*** Data supplied
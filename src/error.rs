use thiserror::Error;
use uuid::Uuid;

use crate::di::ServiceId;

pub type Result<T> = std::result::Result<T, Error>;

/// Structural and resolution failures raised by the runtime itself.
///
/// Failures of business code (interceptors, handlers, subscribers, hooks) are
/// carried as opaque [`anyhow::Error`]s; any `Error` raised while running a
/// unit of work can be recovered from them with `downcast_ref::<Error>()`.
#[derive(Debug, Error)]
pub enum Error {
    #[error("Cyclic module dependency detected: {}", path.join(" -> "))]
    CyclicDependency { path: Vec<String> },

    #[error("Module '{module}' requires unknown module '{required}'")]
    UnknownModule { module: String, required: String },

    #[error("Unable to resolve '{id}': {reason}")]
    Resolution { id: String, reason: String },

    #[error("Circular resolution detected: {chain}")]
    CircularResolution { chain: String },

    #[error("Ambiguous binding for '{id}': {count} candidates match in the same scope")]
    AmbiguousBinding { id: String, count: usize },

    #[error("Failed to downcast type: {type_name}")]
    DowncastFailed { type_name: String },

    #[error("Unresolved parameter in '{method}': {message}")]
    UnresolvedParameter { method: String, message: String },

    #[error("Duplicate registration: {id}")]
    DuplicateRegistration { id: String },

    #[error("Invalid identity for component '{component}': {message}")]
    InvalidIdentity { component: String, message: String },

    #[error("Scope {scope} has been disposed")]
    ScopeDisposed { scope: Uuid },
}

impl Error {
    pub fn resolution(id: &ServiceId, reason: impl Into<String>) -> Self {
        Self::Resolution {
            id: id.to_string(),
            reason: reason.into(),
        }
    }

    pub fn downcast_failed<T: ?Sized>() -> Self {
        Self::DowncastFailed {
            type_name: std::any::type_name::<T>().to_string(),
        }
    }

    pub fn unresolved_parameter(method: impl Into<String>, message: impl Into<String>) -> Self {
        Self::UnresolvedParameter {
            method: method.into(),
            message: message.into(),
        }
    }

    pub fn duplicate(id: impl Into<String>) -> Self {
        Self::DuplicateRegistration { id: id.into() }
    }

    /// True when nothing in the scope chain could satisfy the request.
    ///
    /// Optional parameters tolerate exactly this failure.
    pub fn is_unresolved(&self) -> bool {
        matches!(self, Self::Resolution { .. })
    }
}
******
*** Data supplied
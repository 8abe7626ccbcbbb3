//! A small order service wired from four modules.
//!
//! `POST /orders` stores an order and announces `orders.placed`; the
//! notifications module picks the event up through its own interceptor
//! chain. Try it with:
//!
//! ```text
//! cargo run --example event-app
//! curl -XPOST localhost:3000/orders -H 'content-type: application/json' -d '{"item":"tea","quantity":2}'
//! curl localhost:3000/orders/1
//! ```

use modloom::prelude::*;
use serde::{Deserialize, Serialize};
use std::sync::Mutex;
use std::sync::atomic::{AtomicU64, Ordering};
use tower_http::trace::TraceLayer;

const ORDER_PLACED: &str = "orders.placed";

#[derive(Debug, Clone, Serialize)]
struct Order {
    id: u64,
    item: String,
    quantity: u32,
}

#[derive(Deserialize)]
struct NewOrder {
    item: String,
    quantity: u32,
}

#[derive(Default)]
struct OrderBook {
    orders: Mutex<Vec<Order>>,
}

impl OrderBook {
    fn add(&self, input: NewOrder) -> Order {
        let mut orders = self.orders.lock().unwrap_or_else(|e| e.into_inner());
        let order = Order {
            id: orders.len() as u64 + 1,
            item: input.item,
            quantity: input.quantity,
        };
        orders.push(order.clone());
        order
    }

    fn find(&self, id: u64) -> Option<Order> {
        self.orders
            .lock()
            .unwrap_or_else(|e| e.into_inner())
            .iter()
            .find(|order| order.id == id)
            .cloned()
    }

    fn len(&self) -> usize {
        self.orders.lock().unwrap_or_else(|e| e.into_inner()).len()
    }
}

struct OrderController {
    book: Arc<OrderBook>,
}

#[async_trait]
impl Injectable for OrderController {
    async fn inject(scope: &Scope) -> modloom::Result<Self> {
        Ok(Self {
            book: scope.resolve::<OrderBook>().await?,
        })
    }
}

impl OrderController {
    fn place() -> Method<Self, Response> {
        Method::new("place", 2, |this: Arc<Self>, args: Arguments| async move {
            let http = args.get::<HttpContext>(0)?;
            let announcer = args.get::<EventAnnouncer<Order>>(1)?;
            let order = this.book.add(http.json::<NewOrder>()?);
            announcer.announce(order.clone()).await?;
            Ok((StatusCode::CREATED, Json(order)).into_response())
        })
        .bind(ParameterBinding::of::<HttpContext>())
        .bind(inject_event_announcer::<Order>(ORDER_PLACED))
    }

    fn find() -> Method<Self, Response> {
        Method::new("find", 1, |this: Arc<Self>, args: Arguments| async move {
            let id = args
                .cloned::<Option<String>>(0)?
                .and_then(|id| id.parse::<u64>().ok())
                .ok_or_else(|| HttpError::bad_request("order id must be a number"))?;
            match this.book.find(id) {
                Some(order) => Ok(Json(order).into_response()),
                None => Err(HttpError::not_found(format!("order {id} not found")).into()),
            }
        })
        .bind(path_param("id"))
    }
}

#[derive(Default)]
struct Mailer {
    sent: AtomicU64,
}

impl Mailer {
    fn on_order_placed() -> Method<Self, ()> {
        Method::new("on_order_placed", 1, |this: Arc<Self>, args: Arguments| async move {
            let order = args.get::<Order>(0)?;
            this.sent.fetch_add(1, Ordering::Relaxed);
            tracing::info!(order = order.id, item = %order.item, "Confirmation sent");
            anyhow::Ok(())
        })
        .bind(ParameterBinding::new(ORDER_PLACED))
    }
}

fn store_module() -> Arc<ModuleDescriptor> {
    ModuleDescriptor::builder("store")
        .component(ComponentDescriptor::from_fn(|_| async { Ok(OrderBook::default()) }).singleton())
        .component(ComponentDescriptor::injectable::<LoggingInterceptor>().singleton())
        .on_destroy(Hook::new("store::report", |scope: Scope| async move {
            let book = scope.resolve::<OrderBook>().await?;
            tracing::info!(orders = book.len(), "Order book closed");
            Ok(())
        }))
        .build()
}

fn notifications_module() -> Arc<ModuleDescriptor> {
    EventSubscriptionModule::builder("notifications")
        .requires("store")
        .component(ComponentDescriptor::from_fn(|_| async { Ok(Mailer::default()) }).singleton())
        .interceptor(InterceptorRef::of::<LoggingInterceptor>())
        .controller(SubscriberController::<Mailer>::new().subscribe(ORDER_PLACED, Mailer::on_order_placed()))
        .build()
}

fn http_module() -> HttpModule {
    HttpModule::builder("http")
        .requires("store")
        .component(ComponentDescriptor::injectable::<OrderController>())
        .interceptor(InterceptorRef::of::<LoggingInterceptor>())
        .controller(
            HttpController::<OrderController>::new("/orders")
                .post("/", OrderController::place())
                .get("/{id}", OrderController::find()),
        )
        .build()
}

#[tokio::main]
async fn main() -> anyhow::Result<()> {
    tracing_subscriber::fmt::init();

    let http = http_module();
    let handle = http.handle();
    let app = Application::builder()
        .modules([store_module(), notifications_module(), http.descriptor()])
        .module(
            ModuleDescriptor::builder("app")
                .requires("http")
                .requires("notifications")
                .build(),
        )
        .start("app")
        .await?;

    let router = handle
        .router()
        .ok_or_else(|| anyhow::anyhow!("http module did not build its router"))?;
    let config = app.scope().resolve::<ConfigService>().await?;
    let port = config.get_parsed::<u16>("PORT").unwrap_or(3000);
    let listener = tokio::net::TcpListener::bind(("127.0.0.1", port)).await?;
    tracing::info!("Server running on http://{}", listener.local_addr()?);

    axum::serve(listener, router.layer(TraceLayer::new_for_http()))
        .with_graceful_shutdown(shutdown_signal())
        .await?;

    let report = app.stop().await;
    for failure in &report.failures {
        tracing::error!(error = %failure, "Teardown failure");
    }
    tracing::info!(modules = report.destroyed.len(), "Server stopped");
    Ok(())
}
******
From the listing above, count every line where the word "derive" occurs; the answer is that number and nothing else.

Your solution
5